- Ruzha Delcheva in A Dog in a Drawer (1982)
- Born: Ruzha Nikolova Delcheva August 2, 1915 Stara Zagora, Bulgaria
- Died: November 26, 2002 (aged 87) Sofia, Bulgaria
- Occupations: Film and Theatre Actress
- Years active: 1938–1989
- Spouse: Alexander Tihov

= Ruzha Delcheva =

Bulgarian actress

Ruzha Delcheva (Ружа Делчева, 2 August 1915 - 26 November 2002) was a Bulgarian stage and film actress.

She is probably best known for her memorable performance as Madam Zlata, costarring with Georgi Partsalev in the TV musical The Phoney Civilization (1974) directed by Hacho Boyadzhiev.
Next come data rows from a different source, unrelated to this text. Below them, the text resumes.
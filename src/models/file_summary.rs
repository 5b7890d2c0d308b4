//! Per-object listing projection and the sort applied to listings.

use crate::models::metadata::{NAME, ObjectMetadata, TYPE};
use serde::{Deserialize, Serialize};
use std::cmp::Ordering;
use std::collections::HashMap;

/// One row of a folder listing, derived from an object's key and metadata.
#[derive(Serialize, Deserialize, Clone, Debug, PartialEq, Eq)]
#[serde(rename_all = "camelCase")]
pub struct FileSummary {
    pub bucket_name: String,

    pub key: String,

    /// Original file name, from the `name` metadata entry.
    #[serde(skip_serializing_if = "Option::is_none")]
    pub file_name: Option<String>,

    /// File extension, from the `type` metadata entry.
    #[serde(skip_serializing_if = "Option::is_none")]
    pub file_type: Option<String>,

    /// Full user metadata, only populated when the caller asked for it.
    #[serde(skip_serializing_if = "Option::is_none")]
    pub custom_metadata: Option<HashMap<String, String>>,
}

impl FileSummary {
    pub fn build(
        bucket_name: &str,
        key: &str,
        metadata: ObjectMetadata,
        include_custom: bool,
    ) -> Self {
        Self {
            bucket_name: bucket_name.to_string(),
            key: key.to_string(),
            file_name: metadata.get(NAME).cloned(),
            file_type: metadata.get(TYPE).cloned(),
            custom_metadata: include_custom.then_some(metadata),
        }
    }
}

type Accessor = fn(&FileSummary) -> Option<&str>;

/// Sortable properties, by their serialized name.
const SORT_FIELDS: [(&str, Accessor); 4] = [
    ("bucketName", bucket_name_of),
    ("key", key_of),
    ("fileName", file_name_of),
    ("fileType", file_type_of),
];

fn bucket_name_of(summary: &FileSummary) -> Option<&str> {
    Some(&summary.bucket_name)
}

fn key_of(summary: &FileSummary) -> Option<&str> {
    Some(&summary.key)
}

fn file_name_of(summary: &FileSummary) -> Option<&str> {
    summary.file_name.as_deref()
}

fn file_type_of(summary: &FileSummary) -> Option<&str> {
    summary.file_type.as_deref()
}

/// A resolved `field,direction` sort request.
#[derive(Clone, Copy)]
pub struct SortSpec {
    field: &'static str,
    accessor: Accessor,
    descending: bool,
}

impl std::fmt::Debug for SortSpec {
    fn fmt(&self, f: &mut std::fmt::Formatter<'_>) -> std::fmt::Result {
        f.debug_struct("SortSpec")
            .field("field", &self.field)
            .field("descending", &self.descending)
            .finish()
    }
}

impl SortSpec {
    /// Resolve `"field,direction"`.
    ///
    /// Returns `None` for a blank spec, for anything other than exactly two
    /// tokens, and for a field that is not a sortable property. Direction
    /// `desc` (any case) sorts descending; every other value sorts ascending.
    pub fn parse(raw: &str) -> Option<Self> {
        if raw.trim().is_empty() {
            return None;
        }

        let tokens: Vec<&str> = raw.split(',').map(str::trim).collect();
        let [field, direction] = tokens.as_slice() else {
            return None;
        };

        let (field, accessor) = SORT_FIELDS
            .iter()
            .find(|(name, _)| name == field)
            .copied()?;

        Some(Self {
            field,
            accessor,
            descending: direction.eq_ignore_ascii_case("desc"),
        })
    }

    /// Stable sort; entries without a value for the field go last whichever
    /// way the sort runs.
    pub fn apply(&self, summaries: &mut [FileSummary]) {
        summaries.sort_by(|a, b| {
            match ((self.accessor)(a), (self.accessor)(b)) {
                (Some(x), Some(y)) if self.descending => y.cmp(x),
                (Some(x), Some(y)) => x.cmp(y),
                (Some(_), None) => Ordering::Less,
                (None, Some(_)) => Ordering::Greater,
                (None, None) => Ordering::Equal,
            }
        });
    }
}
She is also known for her numerous roles on the stage of the Ivan Vazov National Theatre most notably as Masha in Three Sisters by Anton Chekhov, Kostanda in Mother-in-law by Anton Strashimirov, Regina in The Little Foxes by Lillian Hellman and Beatrice in The Duchess of Padua by Oscar Wilde.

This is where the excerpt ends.